Directions
Line by line, print the records exactly.

Data shown
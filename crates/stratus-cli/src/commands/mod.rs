//! CLI command definitions and dispatch.

pub mod plan;
pub mod synth;

use std::path::PathBuf;

use anyhow::Context;
use clap::{Args, Parser, Subcommand};
use stratus_common::config::{ConfigurationBundle, StackSettings};
use stratus_common::constants::{
    BIN_NAME, DEFAULT_ACCOUNT, DEFAULT_ADMIN_CIDR, DEFAULT_REGION, DEFAULT_STACK_NAME,
    KEY_NAME_ENV,
};

/// Stratus: compose a cloud stack and synthesize its manifest.
#[derive(Parser, Debug)]
#[command(name = BIN_NAME, version, about, long_about = None)]
pub struct Cli {
    /// Subcommand to execute.
    #[command(subcommand)]
    pub command: Command,

    /// Stack and configuration options shared by every subcommand.
    #[command(flatten)]
    pub stack: StackArgs,
}

/// Available CLI subcommands.
#[derive(Subcommand, Debug)]
pub enum Command {
    /// Compose the stack and write the resulting manifest.
    Synth(synth::SynthArgs),
    /// Show which components would be realized or omitted.
    Plan(plan::PlanArgs),
}

/// Options that select the stack and supply the configuration bundle.
///
/// Bundle parameters resolve as flag, then environment variable, then the
/// configuration file.
#[derive(Args, Debug, Default)]
pub struct StackArgs {
    /// JSON or YAML file holding the configuration bundle.
    #[arg(long, global = true)]
    pub config: Option<PathBuf>,

    /// Stack name; the root of every derived identifier.
    #[arg(long, global = true, default_value = DEFAULT_STACK_NAME)]
    pub stack_name: String,

    /// Seed mixed into generated names (defaults to the stack name).
    #[arg(long, global = true)]
    pub seed: Option<String>,

    /// Target region.
    #[arg(long, global = true, default_value = DEFAULT_REGION)]
    pub region: String,

    /// Target account.
    #[arg(long, global = true, default_value = DEFAULT_ACCOUNT)]
    pub account: String,

    /// Source range allowed on the administrative port.
    #[arg(long, global = true, default_value = DEFAULT_ADMIN_CIDR)]
    pub admin_cidr: String,

    /// Build the network without a compute node.
    #[arg(long, global = true)]
    pub no_compute: bool,

    /// Public domain served through the hosted zone.
    #[arg(long, global = true, env = "STRATUS_DOMAIN_NAME")]
    pub domain_name: Option<String>,

    /// Certificate for the identity provider's custom hostname.
    #[arg(long, global = true, env = "STRATUS_CERTIFICATE_ARN")]
    pub certificate_arn: Option<String>,

    /// Access-key name installed on the compute node.
    #[arg(long = "ec2-key-name", global = true, env = KEY_NAME_ENV)]
    pub key_name: Option<String>,

    /// Existing alert channel to reuse.
    #[arg(long, global = true, env = "STRATUS_ALARM_TOPIC_ARN")]
    pub alarm_topic_arn: Option<String>,
}

impl StackArgs {
    /// Stack settings selected by the flags.
    #[must_use]
    pub fn settings(&self) -> StackSettings {
        StackSettings {
            stack_name: self.stack_name.clone(),
            seed: self.seed.clone(),
            account: self.account.clone(),
            region: self.region.clone(),
            admin_ingress_cidr: self.admin_cidr.clone(),
            compute_node: !self.no_compute,
        }
    }

    /// Resolves the configuration bundle: the file, if any, overlaid with
    /// flags and environment variables.
    ///
    /// # Errors
    ///
    /// Returns an error if the configuration file cannot be loaded.
    pub fn bundle(&self) -> anyhow::Result<ConfigurationBundle> {
        let base = match &self.config {
            Some(path) => ConfigurationBundle::load(path)
                .with_context(|| format!("failed to load configuration {}", path.display()))?,
            None => ConfigurationBundle::default(),
        };
        let overlay = ConfigurationBundle {
            domain_name: self.domain_name.clone(),
            certificate_id: self.certificate_arn.clone(),
            key_name: self.key_name.clone(),
            alert_channel_id: self.alarm_topic_arn.clone(),
        };
        Ok(base.merged_with(overlay))
    }
}

/// Dispatches the parsed CLI command to its handler.
///
/// # Errors
///
/// Returns an error if the command execution fails.
pub fn execute(cli: Cli) -> anyhow::Result<()> {
    match cli.command {
        Command::Synth(args) => synth::execute(&cli.stack, args),
        Command::Plan(args) => plan::execute(&cli.stack, args),
    }
}
//! Internet-facing load-distribution endpoint.

use serde_json::json;
use stratus_common::constants::IDLE_TIMEOUT_SECS;
use stratus_common::error::{Result, StratusError};

use super::Built;
use crate::handle::{EndpointHandle, NetworkHandle, SubnetClass};
use crate::manifest::{Resource, ResourceKind};
use crate::naming::Scope;

/// Builder for the edge endpoint.
#[derive(Debug, Clone)]
pub struct EdgeBalancer {
    scope: Scope,
}

impl EdgeBalancer {
    /// Creates the component.
    #[must_use]
    pub const fn new(scope: Scope) -> Self {
        Self { scope }
    }

    /// Declares the endpoint across the network's public subnets.
    ///
    /// # Errors
    ///
    /// Returns [`StratusError::Dependency`] if the network handle is absent
    /// or has no public subnets to attach to.
    pub fn build(&self, network: Option<&NetworkHandle>) -> Result<Built<EndpointHandle>> {
        let component = self.scope.component().as_str();
        let network = network.ok_or_else(|| StratusError::dependency(component, "NetworkHandle"))?;
        let public: Vec<_> = network.subnets_of(SubnetClass::Public).collect();
        if public.is_empty() {
            return Err(StratusError::dependency(component, "public subnet"));
        }

        let address = self.scope.address("LoadBalancer");
        let name = format!("{}-{}", component.to_ascii_lowercase(), &address[..8]);
        let logical_id = self.scope.logical_id("LoadBalancer");
        let arn = self.scope.arn(
            "elasticloadbalancing",
            &format!("loadbalancer/app/{name}/{}", &address[8..]),
        );
        let dns_name = format!("{name}-{}.{}.elb.amazonaws.com", &address[..10], self.scope.region());
        let canonical_zone_id = format!("Z{}", address[..13].to_ascii_uppercase());

        let mut resource = Resource::new(
            logical_id.clone(),
            ResourceKind::LoadBalancer,
            json!({
                "Name": name,
                "Type": "application",
                "Scheme": "internet-facing",
                "IpAddressType": "ipv4",
                "Subnets": public.iter().map(|s| s.id()).collect::<Vec<_>>(),
                "LoadBalancerAttributes": [
                    { "Key": "routing.http2.enabled", "Value": "true" },
                    { "Key": "idle_timeout.timeout_seconds", "Value": IDLE_TIMEOUT_SECS.to_string() },
                ],
            }),
        )
        .depends_on(network.logical_id());
        for subnet in &public {
            resource = resource.depends_on(subnet.logical_id());
        }

        tracing::info!(
            component = %self.scope.component(),
            network_id = %network.id(),
            arn = %arn,
            "edge endpoint declared"
        );

        let handle = EndpointHandle {
            arn,
            logical_id,
            dns_name,
            canonical_zone_id,
        };
        Ok(Built::new(handle, vec![resource]))
    }
}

Exercise answer
filename crates/stratus-cli/src/commands/mod.rs
//! CLI command definitions and dispatch.

pub mod plan;
pub mod synth;

use std::path::PathBuf;

use anyhow::Context;
use clap::{Args, Parser, Subcommand};
use stratus_common::config::{ConfigurationBundle, StackSettings};
use stratus_common::constants::{
    BIN_NAME, DEFAULT_ACCOUNT, DEFAULT_ADMIN_CIDR, DEFAULT_REGION, DEFAULT_STACK_NAME,
    KEY_NAME_ENV,
};

/// Stratus: compose a cloud stack and synthesize its manifest.
#[derive(Parser, Debug)]
#[command(name = BIN_NAME, version, about, long_about = None)]
pub struct Cli {
    /// Subcommand to execute.
    #[command(subcommand)]
    pub command: Command,

    /// Stack and configuration options shared by every subcommand.
    #[command(flatten)]
    pub stack: StackArgs,
}

/// Available CLI subcommands.
#[derive(Subcommand, Debug)]
pub enum Command {
    /// Compose the stack and write the resulting manifest.
    Synth(synth::SynthArgs),
    /// Show which components would be realized or omitted.
    Plan(plan::PlanArgs),
}

/// Options that select the stack and supply the configuration bundle.
///
/// Bundle parameters resolve as flag, then environment variable, then the
/// configuration file.
#[derive(Args, Debug, Default)]
pub struct StackArgs {
    /// JSON or YAML file holding the configuration bundle.
    #[arg(long, global = true)]
    pub config: Option<PathBuf>,

    /// Stack name; the root of every derived identifier.
    #[arg(long, global = true, default_value = DEFAULT_STACK_NAME)]
    pub stack_name: String,

    /// Seed mixed into generated names (defaults to the stack name).
    #[arg(long, global = true)]
    pub seed: Option<String>,

    /// Target region.
    #[arg(long, global = true, default_value = DEFAULT_REGION)]
    pub region: String,

    /// Target account.
    #[arg(long, global = true, default_value = DEFAULT_ACCOUNT)]
    pub account: String,

    /// Source range allowed on the administrative port.
    #[arg(long, global = true, default_value = DEFAULT_ADMIN_CIDR)]
    pub admin_cidr: String,

    /// Build the network without a compute node.
    #[arg(long, global = true)]
    pub no_compute: bool,

    /// Public domain served through the hosted zone.
    #[arg(long, global = true, env = "STRATUS_DOMAIN_NAME")]
    pub domain_name: Option<String>,

    /// Certificate for the identity provider's custom hostname.
    #[arg(long, global = true, env = "STRATUS_CERTIFICATE_ARN")]
    pub certificate_arn: Option<String>,

    /// Access-key name installed on the compute node.
    #[arg(long = "ec2-key-name", global = true, env = KEY_NAME_ENV)]
    pub key_name: Option<String>,

    /// Existing alert channel to reuse.
    #[arg(long, global = true, env = "STRATUS_ALARM_TOPIC_ARN")]
    pub alarm_topic_arn: Option<String>,
}

impl StackArgs {
    /// Stack settings selected by the flags.
    #[must_use]
    pub fn settings(&self) -> StackSettings {
        StackSettings {
            stack_name: self.stack_name.clone(),
            seed: self.seed.clone(),
            account: self.account.clone(),
            region: self.region.clone(),
            admin_ingress_cidr: self.admin_cidr.clone(),
            compute_node: !self.no_compute,
        }
    }

    /// Resolves the configuration bundle: the file, if any, overlaid with
    /// flags and environment variables.
    ///
    /// # Errors
    ///
    /// Returns an error if the configuration file cannot be loaded.
    pub fn bundle(&self) -> anyhow::Result<ConfigurationBundle> {
        let base = match &self.config {
            Some(path) => ConfigurationBundle::load(path)
                .with_context(|| format!("failed to load configuration {}", path.display()))?,
            None => ConfigurationBundle::default(),
        };
        let overlay = ConfigurationBundle {
            domain_name: self.domain_name.clone(),
            certificate_id: self.certificate_arn.clone(),
            key_name: self.key_name.clone(),
            alert_channel_id: self.alarm_topic_arn.clone(),
        };
        Ok(base.merged_with(overlay))
    }
}

/// Dispatches the parsed CLI command to its handler.
///
/// # Errors
///
/// Returns an error if the command execution fails.
pub fn execute(cli: Cli) -> anyhow::Result<()> {
    match cli.command {
        Command::Synth(args) => synth::execute(&cli.stack, args),
        Command::Plan(args) => plan::execute(&cli.stack, args),
    }
}
//! Internet-facing load-distribution endpoint.

use serde_json::json;
use stratus_common::constants::IDLE_TIMEOUT_SECS;
use stratus_common::error::{Result, StratusError};

use super::Built;
use crate::handle::{EndpointHandle, NetworkHandle, SubnetClass};
use crate::manifest::{Resource, ResourceKind};
use crate::naming::Scope;

/// Builder for the edge endpoint.
#[derive(Debug, Clone)]
pub struct EdgeBalancer {
    scope: Scope,
}

impl EdgeBalancer {
    /// Creates the component.
    #[must_use]
    pub const fn new(scope: Scope) -> Self {
        Self { scope }
    }

    /// Declares the endpoint across the network's public subnets.
    ///
    /// # Errors
    ///
    /// Returns [`StratusError::Dependency`] if the network handle is absent
    /// or has no public subnets to attach to.
    pub fn build(&self, network: Option<&NetworkHandle>) -> Result<Built<EndpointHandle>> {
        let component = self.scope.component().as_str();
        let network = network.ok_or_else(|| StratusError::dependency(component, "NetworkHandle"))?;
        let public: Vec<_> = network.subnets_of(SubnetClass::Public).collect();
        if public.is_empty() {
            return Err(StratusError::dependency(component, "public subnet"));
        }

        let address = self.scope.address("LoadBalancer");
        let name = format!("{}-{}", component.to_ascii_lowercase(), &address[..8]);
        let logical_id = self.scope.logical_id("LoadBalancer");
        let arn = self.scope.arn(
            "elasticloadbalancing",
            &format!("loadbalancer/app/{name}/{}", &address[8..]),
        );
        let dns_name = format!("{name}-{}.{}.elb.amazonaws.com", &address[..10], self.scope.region());
        let canonical_zone_id = format!("Z{}", address[..13].to_ascii_uppercase());

        let mut resource = Resource::new(
            logical_id.clone(),
            ResourceKind::LoadBalancer,
            json!({
                "Name": name,
                "Type": "application",
                "Scheme": "internet-facing",
                "IpAddressType": "ipv4",
                "Subnets": public.iter().map(|s| s.id()).collect::<Vec<_>>(),
                "LoadBalancerAttributes": [
                    { "Key": "routing.http2.enabled", "Value": "true" },
                    { "Key": "idle_timeout.timeout_seconds", "Value": IDLE_TIMEOUT_SECS.to_string() },
                ],
            }),
        )
        .depends_on(network.logical_id());
        for subnet in &public {
            resource = resource.depends_on(subnet.logical_id());
        }

        tracing::info!(
            component = %self.scope.component(),
            network_id = %network.id(),
            arn = %arn,
            "edge endpoint declared"
        );

        let handle = EndpointHandle {
            arn,
            logical_id,
            dns_name,
            canonical_zone_id,
        };
        Ok(Built::new(handle, vec![resource]))
    }
}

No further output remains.